Die in CETA enthaltenen Vorgaben gehen also in großen Teilen trotz Übereinstimmungen in der Formulierung nicht auf ACTA zurück, sondern auf frühere völker- oder europarechtliche Vorschriften. Das ist eine gute Nachricht vor allem angesichts des ursprünglichen Vorhabens der europäischen Delegation, mittels CETA einen deutlich repressiveren Ansatz bei der Durchsetzung urheberrechtlicher Bestimmungen zu unterstützen. So sollte nicht nur der Bestand an strafrechtlichen Regelungen deutlich ausgeweitet werden. Auch eine verschärfte Haftung für Internetprovider und damit einhergehende Pflichten, deren Kunden im Internet zu überwachen, hatten sich anfangs noch auf dem Wunschzettel der EU-Kommission befunden.
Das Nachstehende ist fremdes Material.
// HTML article-list scraping for blogs without a usable feed.
// Each `<article>` yields one item: title from its `h2`, URL from its first
// link, date from `time[datetime]`.

use std::sync::LazyLock;

use anyhow::{Context, Result};
use async_trait::async_trait;
use chrono::{DateTime, Utc};
use regex::Regex;
use scraper::{ElementRef, Html, Selector};
use tracing::info;
use url::Url;

use radar_common::{NewsItem, NewsSource};

use super::{absorb, NewsFetcher};

static ARTICLE: LazyLock<Selector> =
    LazyLock::new(|| Selector::parse("article").expect("valid article selector"));
static HEADING: LazyLock<Selector> =
    LazyLock::new(|| Selector::parse("h2").expect("valid h2 selector"));
static LINK: LazyLock<Selector> =
    LazyLock::new(|| Selector::parse("a[href]").expect("valid link selector"));
static TIME: LazyLock<Selector> =
    LazyLock::new(|| Selector::parse("time[datetime]").expect("valid time selector"));
static WHITESPACE: LazyLock<Regex> =
    LazyLock::new(|| Regex::new(r"\s+").expect("valid whitespace regex"));

/// One scraped site.
#[derive(Debug, Clone)]
pub struct HtmlSite {
    pub source: NewsSource,
    pub page_url: &'static str,
    /// Origin relative links are resolved against. `None` keeps them as-is.
    pub origin: Option<&'static str>,
}

impl HtmlSite {
    pub fn marktechpost() -> Self {
        Self {
            source: NewsSource::Marktechpost,
            page_url: "https://www.marktechpost.com/",
            origin: None,
        }
    }

    pub fn the_decoder() -> Self {
        Self {
            source: NewsSource::TheDecoder,
            page_url: "https://the-decoder.com/",
            origin: Some("https://the-decoder.com"),
        }
    }

    pub fn venture_beat() -> Self {
        Self {
            source: NewsSource::VentureBeat,
            page_url: "https://venturebeat.com/category/ai/",
            origin: Some("https://venturebeat.com"),
        }
    }

    fn resolve(&self, href: &str) -> String {
        if href.starts_with("http") {
            return href.to_string();
        }
        match self.origin.map(Url::parse) {
            Some(Ok(base)) => base
                .join(href)
                .map(String::from)
                .unwrap_or_else(|_| href.to_string()),
            _ => href.to_string(),
        }
    }
}

pub struct HtmlFetcher {
    client: reqwest::Client,
    site: HtmlSite,
}

impl HtmlFetcher {
    pub fn new(client: reqwest::Client, site: HtmlSite) -> Self {
        Self { client, site }
    }

    async fn try_fetch(&self) -> Result<Vec<NewsItem>> {
        let html = self
            .client
            .get(self.site.page_url)
            .send()
            .await
            .and_then(|r| r.error_for_status())
            .with_context(|| format!("Request to {} failed", self.site.page_url))?
            .text()
            .await
            .context("Failed to read page body")?;

        let items = parse_articles(&html, &self.site, Utc::now());
        info!(source = %self.site.source, items = items.len(), "Scraped article list");
        Ok(items)
    }
}

#[async_trait]
impl NewsFetcher for HtmlFetcher {
    fn source(&self) -> NewsSource {
        self.site.source
    }

    async fn fetch(&self) -> Result<Vec<NewsItem>> {
        Ok(absorb(self.site.source, self.try_fetch().await))
    }
}

/// Pull items out of an article-list page. Articles missing a title or a
/// link are skipped.
pub fn parse_articles(html: &str, site: &HtmlSite, now: DateTime<Utc>) -> Vec<NewsItem> {
    let document = Html::parse_document(html);

    document
        .select(&ARTICLE)
        .filter_map(|article| {
            let title = heading_text(&article)?;
            let href = article
                .select(&LINK)
                .next()
                .and_then(|a| a.value().attr("href"))
                .map(str::trim)
                .filter(|h| !h.is_empty())?;

            let created_at = article
                .select(&TIME)
                .next()
                .and_then(|t| t.value().attr("datetime"))
                .and_then(|d| DateTime::parse_from_rfc3339(d.trim()).ok())
                .map(|d| d.with_timezone(&Utc))
                .unwrap_or(now);

            Some(NewsItem {
                title,
                url: site.resolve(href),
                source: site.source,
                created_at,
            })
        })
        .collect()
}

fn heading_text(article: &ElementRef<'_>) -> Option<String> {
    let raw: String = article.select(&HEADING).flat_map(|h| h.text()).collect();
    let title = WHITESPACE.replace_all(raw.trim(), " ").into_owned();
    (!title.is_empty()).then_some(title)
}

#[cfg(test)]
mod tests {
    use super::*;
    use chrono::TimeZone;

    const PAGE: &str = r#"
        <html><body>
          <article>
            <h2><a href="/2025/05/agents-everywhere/">Agents
                everywhere</a></h2>
            <time datetime="2025-05-01T09:30:00+00:00">May 1</time>
          </article>
          <article>
            <h2>   </h2>
            <a href="/no-title/">untitled</a>
          </article>
          <article>
            <h2>No link here</h2>
          </article>
          <article>
            <a href="https://elsewhere.example/story">Read</a>
            <h2>Absolute link</h2>
          </article>
        </body></html>
    "#;

    fn now() -> DateTime<Utc> {
        Utc.with_ymd_and_hms(2025, 6, 1, 0, 0, 0).unwrap()
    }

    #[test]
    fn extracts_title_link_and_date() {
        let items = parse_articles(PAGE, &HtmlSite::the_decoder(), now());

        assert_eq!(items.len(), 2);
        assert_eq!(items[0].title, "Agents everywhere");
        assert_eq!(
            items[0].url,
            "https://the-decoder.com/2025/05/agents-everywhere/"
        );
        assert_eq!(
            items[0].created_at,
            Utc.with_ymd_and_hms(2025, 5, 1, 9, 30, 0).unwrap()
        );
        assert_eq!(items[0].source, NewsSource::TheDecoder);
    }

    #[test]
    fn missing_time_falls_back_to_now() {
        let items = parse_articles(PAGE, &HtmlSite::venture_beat(), now());
        assert_eq!(items[1].title, "Absolute link");
        assert_eq!(items[1].url, "https://elsewhere.example/story");
        assert_eq!(items[1].created_at, now());
    }

    #[test]
    fn marktechpost_keeps_relative_links() {
        let items = parse_articles(PAGE, &HtmlSite::marktechpost(), now());
        assert_eq!(items[0].url, "/2025/05/agents-everywhere/");
        assert_eq!(items[0].source, NewsSource::Marktechpost);
    }

    #[test]
    fn page_without_articles_is_empty() {
        let items = parse_articles("<html><body><p>hi</p></body></html>", &HtmlSite::marktechpost(), now());
        assert!(items.is_empty());
    }
}
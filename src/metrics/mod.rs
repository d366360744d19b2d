use axum::{http::StatusCode, response::IntoResponse};
use lazy_static::lazy_static;
use prometheus::{Encoder, IntCounter, Registry, TextEncoder};
use tracing::info;

lazy_static! {
    pub static ref REGISTRY: Registry = Registry::new();

    // Webhook metrics
    pub static ref WEBHOOK_EVENTS_TOTAL: IntCounter = IntCounter::new(
        "autopull_webhook_events_total",
        "Total number of webhook events received"
    ).unwrap();

    pub static ref WEBHOOK_EVENTS_SKIPPED: IntCounter = IntCounter::new(
        "autopull_webhook_events_skipped_total",
        "Total number of webhook events skipped by admission policy"
    ).unwrap();

    // Sync metrics
    pub static ref SYNCS_COMPLETED: IntCounter = IntCounter::new(
        "autopull_syncs_completed_total",
        "Total number of image syncs that ran all steps"
    ).unwrap();

    pub static ref SYNCS_TERMINATED_EARLY: IntCounter = IntCounter::new(
        "autopull_syncs_terminated_early_total",
        "Total number of image syncs halted by a failed step"
    ).unwrap();

    // Notification metrics
    pub static ref NOTIFICATIONS_SENT_TOTAL: IntCounter = IntCounter::new(
        "autopull_notifications_sent_total",
        "Total number of notifications accepted by the gateway"
    ).unwrap();

    pub static ref NOTIFICATIONS_FAILED_TOTAL: IntCounter = IntCounter::new(
        "autopull_notifications_failed_total",
        "Total number of failed notification attempts"
    ).unwrap();
}

pub fn register_metrics() {
    REGISTRY
        .register(Box::new(WEBHOOK_EVENTS_TOTAL.clone()))
        .ok();
    REGISTRY
        .register(Box::new(WEBHOOK_EVENTS_SKIPPED.clone()))
        .ok();
    REGISTRY.register(Box::new(SYNCS_COMPLETED.clone())).ok();
    REGISTRY
        .register(Box::new(SYNCS_TERMINATED_EARLY.clone()))
        .ok();
    REGISTRY
        .register(Box::new(NOTIFICATIONS_SENT_TOTAL.clone()))
        .ok();
    REGISTRY
        .register(Box::new(NOTIFICATIONS_FAILED_TOTAL.clone()))
        .ok();

    info!("Metrics registered");
}

pub async fn metrics_handler() -> impl IntoResponse {
    let encoder = TextEncoder::new();
    let metric_families = REGISTRY.gather();
    let mut buffer = vec![];

    if let Err(e) = encoder.encode(&metric_families, &mut buffer) {
        return (
            StatusCode::INTERNAL_SERVER_ERROR,
            format!("Failed to encode metrics: {}", e),
        );
    }

    match String::from_utf8(buffer) {
        Ok(metrics) => (StatusCode::OK, metrics),
        Err(e) => (
            StatusCode::INTERNAL_SERVER_ERROR,
            format!("Failed to render metrics: {}", e),
        ),
    }
}
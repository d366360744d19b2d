use crate::config::AppConfig;
use crate::metrics;
use crate::models::{SyncResult, parse_push_event};
use crate::notifications::{DeliveryResult, NotificationGateway};
use crate::policy::AdmissionDecision;
use crate::report;
use crate::sync::SyncEngine;
use axum::body::Bytes;
use axum::extract::{Query, State};
use axum::http::{HeaderMap, StatusCode, header::USER_AGENT};
use axum::response::{IntoResponse, Response};
use axum::routing::{get, post};
use axum::{Json, Router};
use serde::{Deserialize, Serialize};
use serde_json::json;
use sha2::{Digest, Sha256};
use std::sync::Arc;
use tower_http::trace::TraceLayer;
use tracing::{info, warn};

/// Shared read-only state behind every handler.
#[derive(Clone)]
pub struct AppState {
    pub config: Arc<AppConfig>,
    pub sync_engine: Arc<SyncEngine>,
    pub gateway: Arc<dyn NotificationGateway>,
}

/// Sync-or-skip outcome echoed to the webhook caller.
#[derive(Debug, Clone, Serialize)]
#[serde(untagged)]
pub enum DeployReport {
    Skipped { skipped: bool, reason: String },
    Synced(SyncResult),
}

impl DeployReport {
    fn skipped(reason: String) -> Self {
        Self::Skipped {
            skipped: true,
            reason,
        }
    }
}

/// Body of the webhook endpoint's 200 response. Always `ok: true` once the
/// secret check passed: the contract is "event received and processed",
/// not "image is now running".
#[derive(Debug, Serialize)]
pub struct WebhookResponse {
    pub ok: bool,
    pub meow_result: DeliveryResult,
    pub deploy: DeployReport,
    pub user_agent: String,
}

pub fn build_router(state: AppState) -> Router {
    Router::new()
        .route("/payload", post(handle_payload))
        .route("/", post(handle_payload))
        .route("/health", get(health_check))
        .route("/notify", get(notify_get).post(notify_post))
        .route("/metrics", get(metrics::metrics_handler))
        .layer(TraceLayer::new_for_http())
        .with_state(state)
}

/// Shared-secret check. When no secret is configured every caller passes;
/// otherwise the supplied value must match. The values are compared as
/// SHA-256 digests.
pub fn secret_authorized(expected: Option<&str>, provided: Option<&str>) -> bool {
    match expected {
        None => true,
        Some(expected) => match provided {
            Some(provided) => {
                Sha256::digest(expected.as_bytes()) == Sha256::digest(provided.as_bytes())
            }
            None => false,
        },
    }
}

/// The event-to-action pipeline: parse, admit, sync, report, notify.
/// Free of HTTP types so integration tests can drive it directly. The
/// secret check happens before this is called.
pub async fn process_webhook(
    state: &AppState,
    raw_body: &[u8],
    user_agent: Option<&str>,
) -> WebhookResponse {
    metrics::WEBHOOK_EVENTS_TOTAL.inc();

    let user_agent = user_agent.unwrap_or("").to_string();
    let raw_text = String::from_utf8_lossy(raw_body);
    info!("Webhook received (user agent: {})", user_agent);
    info!("Webhook payload: {}", truncate_chars(&raw_text, 4000));

    let event = parse_push_event(raw_body);
    let decision = state.config.admission.admit(&event);

    let (deploy, result) = match &decision {
        AdmissionDecision::Proceed => {
            let result = state.sync_engine.sync(&event, None).await;
            if result.terminated_early {
                metrics::SYNCS_TERMINATED_EARLY.inc();
            } else {
                metrics::SYNCS_COMPLETED.inc();
            }
            (DeployReport::Synced(result.clone()), Some(result))
        }
        AdmissionDecision::Skip { reason } => {
            info!("Sync not triggered: {}", reason);
            metrics::WEBHOOK_EVENTS_SKIPPED.inc();
            (DeployReport::skipped(reason.clone()), None)
        }
    };

    let status = report::build_status(&decision, result.as_ref(), &event, &state.config.notifier);
    let link = (!status.link.is_empty()).then_some(status.link.as_str());

    let meow_result = state
        .gateway
        .notify(
            &state.config.notifier.nickname,
            &status.headline,
            &status.body,
            link,
        )
        .await;

    if meow_result.http_status == 0 {
        metrics::NOTIFICATIONS_FAILED_TOTAL.inc();
    } else {
        metrics::NOTIFICATIONS_SENT_TOTAL.inc();
    }

    WebhookResponse {
        ok: true,
        meow_result,
        deploy,
        user_agent,
    }
}

#[derive(Debug, Deserialize)]
struct SecretQuery {
    secret: Option<String>,
}

async fn handle_payload(
    State(state): State<AppState>,
    Query(query): Query<SecretQuery>,
    headers: HeaderMap,
    body: Bytes,
) -> Response {
    if !secret_authorized(
        state.config.webhook_secret.as_deref(),
        query.secret.as_deref(),
    ) {
        warn!("Webhook secret mismatch");
        return (
            StatusCode::UNAUTHORIZED,
            Json(json!({"detail": "secret invalid"})),
        )
            .into_response();
    }

    let user_agent = headers.get(USER_AGENT).and_then(|v| v.to_str().ok());
    let response = process_webhook(&state, &body, user_agent).await;

    (StatusCode::OK, Json(response)).into_response()
}

async fn health_check(State(state): State<AppState>) -> impl IntoResponse {
    Json(json!({
        "ok": true,
        "nickname": state.config.notifier.nickname,
        "api_base": state.config.notifier.api_base,
    }))
}

#[derive(Debug, Deserialize)]
struct NotifyParams {
    title: Option<String>,
    msg: Option<String>,
    url: Option<String>,
    nickname: Option<String>,
    secret: Option<String>,
}

#[derive(Debug, Deserialize)]
struct NotifyBody {
    title: Option<String>,
    msg: Option<String>,
    url: Option<String>,
    nickname: Option<String>,
}

async fn notify_get(State(state): State<AppState>, Query(params): Query<NotifyParams>) -> Response {
    if !secret_authorized(
        state.config.webhook_secret.as_deref(),
        params.secret.as_deref(),
    ) {
        warn!("Manual notify secret mismatch");
        return (
            StatusCode::UNAUTHORIZED,
            Json(json!({"detail": "secret invalid"})),
        )
            .into_response();
    }

    let Some(msg) = params.msg.filter(|m| !m.is_empty()) else {
        return (
            StatusCode::BAD_REQUEST,
            Json(json!({"detail": "msg is required"})),
        )
            .into_response();
    };

    let result = manual_notify(&state, params.title, msg, params.url, params.nickname).await;
    Json(result).into_response()
}

async fn notify_post(
    State(state): State<AppState>,
    Query(query): Query<SecretQuery>,
    Json(body): Json<NotifyBody>,
) -> Response {
    if !secret_authorized(
        state.config.webhook_secret.as_deref(),
        query.secret.as_deref(),
    ) {
        warn!("Manual notify secret mismatch");
        return (
            StatusCode::UNAUTHORIZED,
            Json(json!({"detail": "secret invalid"})),
        )
            .into_response();
    }

    let Some(msg) = body.msg.filter(|m| !m.is_empty()) else {
        warn!("Manual notify without msg");
        return (
            StatusCode::BAD_REQUEST,
            Json(json!({"detail": "msg is required"})),
        )
            .into_response();
    };

    let result = manual_notify(&state, body.title, msg, body.url, body.nickname).await;
    Json(result).into_response()
}

/// Manual-notify path: bypasses the event pipeline entirely and talks to
/// the gateway with caller-supplied content.
async fn manual_notify(
    state: &AppState,
    title: Option<String>,
    msg: String,
    url: Option<String>,
    nickname: Option<String>,
) -> DeliveryResult {
    let notifier = &state.config.notifier;

    let title = title
        .filter(|t| !t.is_empty())
        .unwrap_or_else(|| notifier.default_title.clone());
    let nickname = nickname
        .filter(|n| !n.is_empty())
        .unwrap_or_else(|| notifier.nickname.clone());
    let link = url
        .filter(|u| !u.is_empty())
        .or_else(|| notifier.default_jump_url.clone());

    info!("Manual notification for {}: {}", nickname, title);

    let result = state
        .gateway
        .notify(&nickname, &title, &msg, link.as_deref())
        .await;

    if result.http_status == 0 {
        metrics::NOTIFICATIONS_FAILED_TOTAL.inc();
    } else {
        metrics::NOTIFICATIONS_SENT_TOTAL.inc();
    }

    result
}

/// Truncate to a character count without splitting a code point.
fn truncate_chars(text: &str, max: usize) -> &str {
    match text.char_indices().nth(max) {
        Some((idx, _)) => &text[..idx],
        None => text,
    }
}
Obwohl die Verhandlungen fern der Öffentlichkeit abliefen, darf wohl davon ausgegangen werden, dass es vornehmlich die kanadische Seite war, die einen solchen Ansatz letztendlich verhinderte.
Abkommen bleibt dennoch Hürde für Urheberrechts-Modernisierung
Das Gutachten zeigt allerdings auch, dass die endgültige Fassung von CETA noch genügend Anlass zur Kritik bietet. Das gilt besonders im Hinblick auf die mittlerweile auch von der Europäischen Kommission angekündigte Modernisierung des Urheberrechts. Denn was ein völkerrechtliches Abkommen verbindlich festlegt, davon kann anschließend nicht einer der Vertragspartner ohne weiteres wieder abweichen. Zwei Punkte sind es, die hier ins Augen fallen:
- So sieht das Abkommen ausdrücklich vor, dass dass das Abfilmen von Kinovorführungen künftig eigens strafrechtlich sanktioniert werden kann, was in Deutschland bislang nur über allgemeine Vorschriften verboten ist. Obwohl es sich hierbei streng genommen um keine verbindliche Vorgabe handelt, so ist dennoch davon auszugehen, dass die Bestimmung politischen Druck erzeugen wird, sie auch innerstaatlich umzusetzen.
- Schließlich bestätigt CETA den bereits geltenden rechtlichen Schutz für technische Schutzmaßnahmen (Kopierschutz), der das an sich zulässige Anfertigen von Privatkopien verbietet, wenn dazu solche Vorrichtungen umgangen werden müssten. Diese Regelung unterdrückt die Möglichkeit von Fair use und wurde deshalb schon seit Langem als reformbedürftig identifiziert. Mit dem Abschluss von CETA wäre ihre Abschaffung in weite Ferne gerückt.